A plurality of holes 4 are provided at the center of the suction portion 3 and the bottom of the groove 5 around the suction portion 3. The holes 4 communicate with the vacuum line 14 provided in the holding table 1. The vacuum line 14 is connected to a pressure reducer (not shown).

FIG. 3 is an enlarged view showing part B of FIG. 1 (b). On the surface of the retainer 6, fine diamond grains 7
However, many are embedded with metal bonds such as cast iron.
When the wafer 8 is placed on the suction portion 3, the difference between the upper surface of the wafer 8 and the upper surface of the retainer 6 is 0.2 mm or less. The inner diameter of the retainer 6 is larger than the outer diameter of the wafer 8 by 0.5 to 3 mm.

The wafer 8 is mounted on the holding table 1 constructed as described above.
And the vacuum line 14 is evacuated, the wafer 8 is vacuum-sucked by the suction unit 3. Then, the wafer 8 is polished by the rotating polishing pad 10. Then, the polishing pad 10 contacts the wafer 8 and the retainer 6 in which the diamond grains 7 are embedded. Therefore, at the same time when the polishing pad 10 polishes the wafer 8, the polishing pad 10 is seasoned with the diamond grains 7. As a result, the surface of the polishing pad 10 is constantly regenerated during polishing, so that the progress of clogging of the polishing pad 10 can be significantly delayed. Further, since the diamond grains 7 are embedded in the surface of the retainer 6, it is possible to prevent the retainer 6 from being polished and consumed by the polishing pad 10. The retainer 6 is replaced regularly. Also, instead of diamond grains 7, Si
The same effect can be obtained by using ceramic grains such as C and SiN.

FIG. 4 is a graph showing changes with time in polishing rate in the wafer holder of the present invention and the conventional wafer holder shown in FIG. The vertical axis shows the polishing rate at the start of polishing as 1
And the polishing time is plotted on the horizontal axis. As is apparent from FIG. 4, the polishing rate is gradually decreased in the conventional wafer holder, whereas in the wafer holder of the present invention, the polishing rate is almost decreased even after about 5 hours have elapsed from the start of polishing. I haven't.
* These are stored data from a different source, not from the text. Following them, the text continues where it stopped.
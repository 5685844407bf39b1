//! Payout lookup tables
//!
//! Only combinations the fast path defers are stored, and of those only the
//! ones that do not lose: a key missing from the table means LOSE. Each reel
//! count owns one [`PayoutTable`] made of size-bounded [`LookupShard`]s. The
//! shard holding a key is found by a range partition whose start keys are
//! fixed when the table is generated.

use crate::config::TableConfig;
use crate::errors::{SlotResult, TableError};
use crate::payouts::fast_path::{self, FastPath};
use crate::payouts::reference;
use crate::payouts::types::{Combination, PayoutTier};
use crate::payouts::{MAX_REELS, MIN_REELS};
use serde::{Deserialize, Serialize};
use std::path::Path;
use tracing::{debug, info};

/// One immutable, size-bounded slice of a payout table
#[derive(Debug, Clone, PartialEq, Eq, Serialize, Deserialize)]
pub struct LookupShard {
    /// Smallest combination value routed to this shard
    start: u32,
    /// Sorted by combination value
    entries: Vec<(u32, PayoutTier)>,
}

impl LookupShard {
    pub fn start(&self) -> u32 {
        self.start
    }

    pub fn len(&self) -> usize {
        self.entries.len()
    }

    pub fn is_empty(&self) -> bool {
        self.entries.is_empty()
    }

    pub fn get(&self, value: u32) -> Option<PayoutTier> {
        self.entries
            .binary_search_by_key(&value, |(key, _)| *key)
            .ok()
            .map(|index| self.entries[index].1)
    }

    pub fn entries(&self) -> &[(u32, PayoutTier)] {
        &self.entries
    }
}

/// Stored exceptions for one reel count
#[derive(Debug, Clone, PartialEq, Eq, Serialize, Deserialize)]
pub struct PayoutTable {
    reel_count: u8,
    shards: Vec<LookupShard>,
}

impl PayoutTable {
    /// Partition sorted entries into up to `shard_count` balanced range shards
    pub fn build(
        reel_count: u8,
        mut entries: Vec<(u32, PayoutTier)>,
        shard_count: usize,
        max_shard_entries: usize,
    ) -> Result<Self, TableError> {
        entries.sort_unstable_by_key(|(key, _)| *key);
        entries.dedup_by_key(|(key, _)| *key);

        let total = entries.len();
        let shard_count = shard_count.clamp(1, total.max(1));
        let mut shards = Vec::with_capacity(shard_count);
        let mut rest = entries.into_iter();

        for index in 0..shard_count {
            let size = (index + 1) * total / shard_count - index * total / shard_count;
            let chunk: Vec<(u32, PayoutTier)> = rest.by_ref().take(size).collect();
            let start = match (index, chunk.first()) {
                (0, _) | (_, None) => Combination::min_value(reel_count),
                (_, Some((key, _))) => *key,
            };
            shards.push(LookupShard { start, entries: chunk });
        }

        let table = Self { reel_count, shards };
        table.validate(shard_count, max_shard_entries)?;
        Ok(table)
    }

    pub fn reel_count(&self) -> u8 {
        self.reel_count
    }

    pub fn shards(&self) -> &[LookupShard] {
        &self.shards
    }

    /// Total stored entries across shards
    pub fn len(&self) -> usize {
        self.shards.iter().map(LookupShard::len).sum()
    }

    pub fn is_empty(&self) -> bool {
        self.len() == 0
    }

    /// Shard responsible for `value`
    pub fn shard_index(&self, value: u32) -> usize {
        self.shards
            .partition_point(|shard| shard.start <= value)
            .saturating_sub(1)
    }

    /// Stored tier for `value`, if any
    pub fn lookup(&self, value: u32) -> Option<PayoutTier> {
        self.shards
            .get(self.shard_index(value))
            .and_then(|shard| shard.get(value))
    }

    /// Check structure, size limits and agreement with the fast path
    pub fn validate(&self, expected_shards: usize, max_shard_entries: usize) -> Result<(), TableError> {
        let malformed = |reason: String| TableError::Malformed {
            reel_count: self.reel_count,
            reason,
        };

        if self.shards.is_empty() || self.shards.len() > expected_shards {
            return Err(malformed(format!(
                "{} shards, expected between 1 and {}",
                self.shards.len(),
                expected_shards
            )));
        }
        if self.shards[0].start != Combination::min_value(self.reel_count) {
            return Err(malformed("first shard does not start at the smallest combination".to_string()));
        }

        for (index, shard) in self.shards.iter().enumerate() {
            if shard.len() > max_shard_entries {
                return Err(TableError::TableTooLarge {
                    reel_count: self.reel_count,
                    shard: index,
                    entries: shard.len(),
                    max: max_shard_entries,
                });
            }

            let end = self.shards.get(index + 1).map(|next| next.start);
            if let Some(end) = end {
                if end <= shard.start {
                    return Err(malformed(format!("shard {} start keys are not increasing", index)));
                }
            }

            let mut previous = None;
            for &(key, tier) in &shard.entries {
                if previous.map_or(false, |p| key <= p) {
                    return Err(malformed(format!("shard {} keys are not strictly sorted", index)));
                }
                previous = Some(key);

                if key < shard.start || end.map_or(false, |end| key >= end) {
                    return Err(malformed(format!("key {} outside shard {} range", key, index)));
                }
                if tier == PayoutTier::Lose {
                    return Err(malformed(format!("key {} stores LOSE", key)));
                }

                let combination = Combination::decode(self.reel_count, key as u64)
                    .map_err(|e| malformed(format!("key {}: {}", key, e)))?;
                if fast_path::evaluate(&combination.counts()).is_certain() {
                    return Err(malformed(format!("key {} is resolved by the fast path", key)));
                }
            }
        }

        Ok(())
    }
}

/// Coverage figures for one reel count, produced during generation
#[derive(Debug, Clone, PartialEq, Eq, Serialize, Deserialize)]
pub struct CoverageReport {
    pub reel_count: u8,
    pub combinations: usize,
    /// Resolved by the fast path alone
    pub certain: usize,
    /// Deferred and LOSE (not stored)
    pub deferred_lose: usize,
    /// Deferred and stored
    pub stored: usize,
    pub shard_sizes: Vec<usize>,
}

impl CoverageReport {
    /// Share of combinations whose tentative fast-path answer is already right
    pub fn tentative_accuracy(&self) -> f64 {
        (self.certain + self.deferred_lose) as f64 / self.combinations as f64
    }

    /// Share of combinations resolved without a table lookup
    pub fn certain_share(&self) -> f64 {
        self.certain as f64 / self.combinations as f64
    }
}

/// Payout tables for every supported reel count
#[derive(Debug, Clone, PartialEq, Eq, Serialize, Deserialize)]
pub struct PayoutTables {
    tables: Vec<PayoutTable>,
}

impl PayoutTables {
    /// Generate every table from the reference rules
    pub fn generate(config: &TableConfig) -> Result<Self, TableError> {
        Self::generate_with_report(config).map(|(tables, _)| tables)
    }

    /// Generate every table and report fast-path coverage per reel count
    pub fn generate_with_report(config: &TableConfig) -> Result<(Self, Vec<CoverageReport>), TableError> {
        let mut tables = Vec::new();
        let mut reports = Vec::new();

        for reel_count in MIN_REELS..=MAX_REELS {
            let mut entries = Vec::new();
            let mut combinations = 0;
            let mut certain = 0;
            let mut deferred_lose = 0;

            for combination in Combination::all(reel_count) {
                combinations += 1;
                let counts = combination.counts();
                match fast_path::evaluate(&counts) {
                    FastPath::Certain(_) => certain += 1,
                    FastPath::Deferred => match reference::classify(&counts) {
                        PayoutTier::Lose => deferred_lose += 1,
                        tier => entries.push((combination.value(), tier)),
                    },
                }
            }

            let stored = entries.len();
            let table = PayoutTable::build(
                reel_count,
                entries,
                Self::shard_count(config, reel_count),
                config.max_shard_entries,
            )?;

            debug!(
                reel_count,
                combinations,
                certain,
                stored,
                shards = table.shards.len(),
                "Generated payout table"
            );

            reports.push(CoverageReport {
                reel_count,
                combinations,
                certain,
                deferred_lose,
                stored,
                shard_sizes: table.shards.iter().map(LookupShard::len).collect(),
            });
            tables.push(table);
        }

        Ok((Self { tables }, reports))
    }

    /// Number of shards a reel count is split into
    pub fn shard_count(config: &TableConfig, reel_count: u8) -> usize {
        if reel_count == MAX_REELS {
            config.seven_reel_chunks
        } else {
            1
        }
    }

    /// Table for a supported reel count
    pub fn table(&self, reel_count: u8) -> Option<&PayoutTable> {
        reel_count
            .checked_sub(MIN_REELS)
            .and_then(|index| self.tables.get(index as usize))
    }

    pub fn tables(&self) -> &[PayoutTable] {
        &self.tables
    }

    /// Validate every table against the configured limits
    pub fn validate(&self, config: &TableConfig) -> Result<(), TableError> {
        let expected = (MAX_REELS - MIN_REELS + 1) as usize;
        if self.tables.len() != expected {
            return Err(TableError::Artefact(format!(
                "{} tables, expected {}",
                self.tables.len(),
                expected
            )));
        }
        for (table, reel_count) in self.tables.iter().zip(MIN_REELS..=MAX_REELS) {
            if table.reel_count != reel_count {
                return Err(TableError::Artefact(format!(
                    "table for {} reels found where {} reels expected",
                    table.reel_count, reel_count
                )));
            }
            table.validate(Self::shard_count(config, reel_count), config.max_shard_entries)?;
        }
        Ok(())
    }

    /// Write the tables as a bincode artefact
    pub fn save<P: AsRef<Path>>(&self, path: P) -> SlotResult<()> {
        let bytes = bincode::serialize(self).map_err(|e| TableError::Artefact(e.to_string()))?;
        std::fs::write(path.as_ref(), bytes).map_err(|e| TableError::Artefact(e.to_string()))?;
        info!(path = %path.as_ref().display(), "Saved payout tables");
        Ok(())
    }

    /// Read and validate a bincode artefact
    pub fn load<P: AsRef<Path>>(path: P, config: &TableConfig) -> SlotResult<Self> {
        let bytes = std::fs::read(path.as_ref()).map_err(|e| TableError::Artefact(e.to_string()))?;
        let tables: Self = bincode::deserialize(&bytes).map_err(|e| TableError::Artefact(e.to_string()))?;
        tables.validate(config)?;
        info!(path = %path.as_ref().display(), "Loaded payout tables");
        Ok(tables)
    }
}

#[cfg(test)]
mod tests {
    use super::*;
    use crate::payouts::classifier::PayoutClassifier;

    fn shared_tables() -> &'static PayoutTables {
        PayoutClassifier::shared().unwrap().tables()
    }

    #[test]
    fn test_stored_entry_counts() {
        let sizes: Vec<usize> = shared_tables().tables().iter().map(PayoutTable::len).collect();
        assert_eq!(sizes, vec![0, 1, 26, 506, 7_071]);
    }

    #[test]
    fn test_seven_reels_use_eight_balanced_chunks() {
        let table = shared_tables().table(7).unwrap();
        assert_eq!(table.shards().len(), 8);

        let sizes: Vec<usize> = table.shards().iter().map(LookupShard::len).collect();
        assert_eq!(sizes, vec![883, 884, 884, 884, 884, 884, 884, 884]);

        let starts: Vec<u32> = table.shards().iter().map(LookupShard::start).collect();
        assert_eq!(
            starts,
            vec![1_111_111, 1_131_511, 1_311_134, 1_612_111, 2_466_262, 3_464_664, 4_433_432, 6_136_336]
        );
    }

    #[test]
    fn test_shard_index_is_a_range_partition() {
        let table = shared_tables().table(7).unwrap();
        assert_eq!(table.shard_index(1_111_111), 0);
        assert_eq!(table.shard_index(1_131_510), 0);
        assert_eq!(table.shard_index(1_131_511), 1);
        assert_eq!(table.shard_index(6_666_666), 7);

        for (index, shard) in table.shards().iter().enumerate() {
            for (key, _) in shard.entries() {
                assert_eq!(table.shard_index(*key), index);
            }
        }
    }

    #[test]
    fn test_single_table_would_exceed_shard_limit() {
        let table = shared_tables().table(7).unwrap();
        let entries: Vec<(u32, PayoutTier)> = table
            .shards()
            .iter()
            .flat_map(|shard| shard.entries().iter().copied())
            .collect();

        let err = PayoutTable::build(7, entries, 1, 2_048).unwrap_err();
        assert!(matches!(err, TableError::TableTooLarge { reel_count: 7, shard: 0, .. }));
    }

    #[test]
    fn test_validate_rejects_lose_entries() {
        let err = PayoutTable::build(4, vec![(1122, PayoutTier::Lose)], 1, 16).unwrap_err();
        assert!(matches!(err, TableError::Malformed { .. }));
    }

    #[test]
    fn test_validate_rejects_fast_path_keys() {
        let err = PayoutTable::build(3, vec![(333, PayoutTier::BigWin)], 1, 16).unwrap_err();
        assert!(matches!(err, TableError::Malformed { .. }));
    }

    #[test]
    fn test_coverage_report() {
        let (_, reports) = PayoutTables::generate_with_report(&TableConfig::default()).unwrap();
        let seven = &reports[4];
        assert_eq!(seven.combinations, 279_936);
        assert_eq!(seven.certain, 211_125);
        assert_eq!(seven.deferred_lose, 61_740);
        assert_eq!(seven.stored, 7_071);
        assert!(seven.tentative_accuracy() > 0.97);

        for report in &reports {
            assert_eq!(report.combinations, report.certain + report.deferred_lose + report.stored);
        }
    }

    #[test]
    fn test_save_and_load_round_trip() {
        let dir = tempfile::tempdir().unwrap();
        let path = dir.path().join("payout_tables.bin");

        shared_tables().save(&path).unwrap();
        let loaded = PayoutTables::load(&path, &TableConfig::default()).unwrap();
        assert_eq!(&loaded, shared_tables());
    }

    #[test]
    fn test_load_enforces_limits() {
        let dir = tempfile::tempdir().unwrap();
        let path = dir.path().join("payout_tables.bin");
        shared_tables().save(&path).unwrap();

        let strict = TableConfig {
            max_shard_entries: 500,
            ..TableConfig::default()
        };
        assert!(PayoutTables::load(&path, &strict).is_err());
    }
}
Further, as shown in Table 1, the retainer loss in the conventional wafer holder shown in FIG. 1 was 2 μm / h, whereas in the wafer holder of the present invention it was 0.2 μm / h, which was 1 μm / h.
It is / 10. Further, the life of the retainer is about 100 hours with the conventional wafer holder and about 1000 hours with the wafer holder of the present invention. As described above, the life of the retainer of the present invention is about 10 times longer, and the number of times of replacement of the retainer 6 can be reduced.

[0021]

[Table 1]

Example 2. FIG. 5 is a schematic vertical cross-sectional view showing a wafer holder in Example 2 of the present invention together with a wafer and a polishing pad. In this embodiment, the retainer 6 is replaced with a hard resin such as Teflon, acrylic, urethane, etc., and hairs (or needles) having a length of 1 to 10 mm and a thickness of 0.3 to 5 mm are densely spread at equal intervals. Brush retainer
I'm using 11. The retainer 11 is attached to the above-mentioned lacking portion of the peripheral edge of the holding table 1 via an elastic body 12. FIG. 6 is an enlarged view showing part C of FIG. The tips of the retainers 11 may be spherical or pointed. Further, the retainer 11 is preferably made of a material that does not swell with a slurry (abrasive material). Other configurations are the same as those shown in FIG. 1, and the same reference numerals are given and description thereof is omitted.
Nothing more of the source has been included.